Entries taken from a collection
┄┄┄┄┄┄
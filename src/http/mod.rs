//! HTTP protocol handling subsystem.
//!
//! # Data Flow
//! ```text
//! TCP connection
//!     → server.rs (Axum setup, middleware, catch-all route)
//!     → request.rs (buffer body, parse cookies → RequestContext)
//!     → routing::Router (match, bind params, run handler)
//!     → response.rs (Reply → HTTP response)
//!     → Send to client
//! ```

pub mod request;
pub mod response;
pub mod server;

pub use request::{Cookie, RequestContext};
pub use response::{Reply, SetCookie};
pub use server::{AppState, EchoServer};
┄┄┄┄┄┄
Try it
Repeat the data in its entirety, word for word.

Your response
filename src/http/mod.rs
//! HTTP protocol handling subsystem.
//!
//! # Data Flow
//! ```text
//! TCP connection
//!     → server.rs (Axum setup, middleware, catch-all route)
//!     → request.rs (buffer body, parse cookies → RequestContext)
//!     → routing::Router (match, bind params, run handler)
//!     → response.rs (Reply → HTTP response)
//!     → Send to client
//! ```

pub mod request;
pub mod response;
pub mod server;

pub use request::{Cookie, RequestContext};
pub use response::{Reply, SetCookie};
pub use server::{AppState, EchoServer};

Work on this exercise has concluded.